## Brief
Copy each line of the following material exactly.

** Opening Dataset extract block **

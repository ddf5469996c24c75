//! Frame pumps shared by hub links, edge links and client connections

use crate::metrics::METRICS;
use bytes::Bytes;
use chorus_protocol::LinkMessage;
use chorus_transport::{Connection, TransportError};
use std::sync::Arc;
use std::time::Duration;
use tokio::sync::mpsc;
use tokio::task::JoinHandle;
use tracing::{debug, trace, warn};

const READ_QUEUE: usize = 64;

/// How long a parting frame gets to reach the peer before the link is cut
const LINGER: Duration = Duration::from_secs(1);

/// Move inbound frames onto a channel so loops can `select!` on them.
/// The channel closes when the connection does.
pub(crate) fn spawn_reader(conn: Arc<Connection>) -> (mpsc::Receiver<Bytes>, JoinHandle<()>) {
    let (tx, rx) = mpsc::channel(READ_QUEUE);
    let task = tokio::spawn(async move {
        loop {
            match conn.receive().await {
                Ok(frame) => {
                    METRICS.frames_received.inc();
                    trace!("{} bytes from {}", frame.len(), conn.peer_addr());
                    if tx.send(frame).await.is_err() {
                        break;
                    }
                }
                Err(TransportError::StreamClosed) => {
                    debug!("{} closed the link", conn.peer_addr());
                    break;
                }
                Err(e) => {
                    warn!("Receive from {} failed: {}", conn.peer_addr(), e);
                    break;
                }
            }
        }
    });
    (rx, task)
}

pub(crate) async fn send_frame(conn: &Connection, frame: Bytes) -> Result<(), TransportError> {
    conn.send(frame).await?;
    METRICS.frames_sent.inc();
    Ok(())
}

pub(crate) async fn send_link(conn: &Connection, message: &LinkMessage) -> Result<(), TransportError> {
    let frame = message
        .encode()
        .map_err(|e| TransportError::Io(std::io::Error::other(e.to_string())))?;
    trace!("-> {} {}", conn.peer_addr(), message.kind());
    send_frame(conn, frame).await
}

/// Drain queued link messages onto the connection until either side goes away
pub(crate) fn spawn_link_writer(
    conn: Arc<Connection>,
    mut queue: mpsc::UnboundedReceiver<LinkMessage>,
) -> JoinHandle<()> {
    tokio::spawn(async move {
        while let Some(message) = queue.recv().await {
            if let Err(e) = send_link(&conn, &message).await {
                debug!("Link writer to {} stopped: {}", conn.peer_addr(), e);
                break;
            }
        }
    })
}

/// Give the peer a moment to read what was just sent and hang up first
pub(crate) async fn linger(conn: &Connection) {
    let _ = tokio::time::timeout(LINGER, conn.closed()).await;
}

** Closing Dataset extract block **

## Result of the task
repository ddf5469996c24c75
//! Frame pumps shared by hub links, edge links and client connections

use crate::metrics::METRICS;
use bytes::Bytes;
use chorus_protocol::LinkMessage;
use chorus_transport::{Connection, TransportError};
use std::sync::Arc;
use std::time::Duration;
use tokio::sync::mpsc;
use tokio::task::JoinHandle;
use tracing::{debug, trace, warn};

const READ_QUEUE: usize = 64;

/// How long a parting frame gets to reach the peer before the link is cut
const LINGER: Duration = Duration::from_secs(1);

/// Move inbound frames onto a channel so loops can `select!` on them.
/// The channel closes when the connection does.
pub(crate) fn spawn_reader(conn: Arc<Connection>) -> (mpsc::Receiver<Bytes>, JoinHandle<()>) {
    let (tx, rx) = mpsc::channel(READ_QUEUE);
    let task = tokio::spawn(async move {
        loop {
            match conn.receive().await {
                Ok(frame) => {
                    METRICS.frames_received.inc();
                    trace!("{} bytes from {}", frame.len(), conn.peer_addr());
                    if tx.send(frame).await.is_err() {
                        break;
                    }
                }
                Err(TransportError::StreamClosed) => {
                    debug!("{} closed the link", conn.peer_addr());
                    break;
                }
                Err(e) => {
                    warn!("Receive from {} failed: {}", conn.peer_addr(), e);
                    break;
                }
            }
        }
    });
    (rx, task)
}

pub(crate) async fn send_frame(conn: &Connection, frame: Bytes) -> Result<(), TransportError> {
    conn.send(frame).await?;
    METRICS.frames_sent.inc();
    Ok(())
}

pub(crate) async fn send_link(conn: &Connection, message: &LinkMessage) -> Result<(), TransportError> {
    let frame = message
        .encode()
        .map_err(|e| TransportError::Io(std::io::Error::other(e.to_string())))?;
    trace!("-> {} {}", conn.peer_addr(), message.kind());
    send_frame(conn, frame).await
}

/// Drain queued link messages onto the connection until either side goes away
pub(crate) fn spawn_link_writer(
    conn: Arc<Connection>,
    mut queue: mpsc::UnboundedReceiver<LinkMessage>,
) -> JoinHandle<()> {
    tokio::spawn(async move {
        while let Some(message) = queue.recv().await {
            if let Err(e) = send_link(&conn, &message).await {
                debug!("Link writer to {} stopped: {}", conn.peer_addr(), e);
                break;
            }
        }
    })
}

/// Give the peer a moment to read what was just sent and hang up first
pub(crate) async fn linger(conn: &Connection) {
    let _ = tokio::time::timeout(LINGER, conn.closed()).await;
}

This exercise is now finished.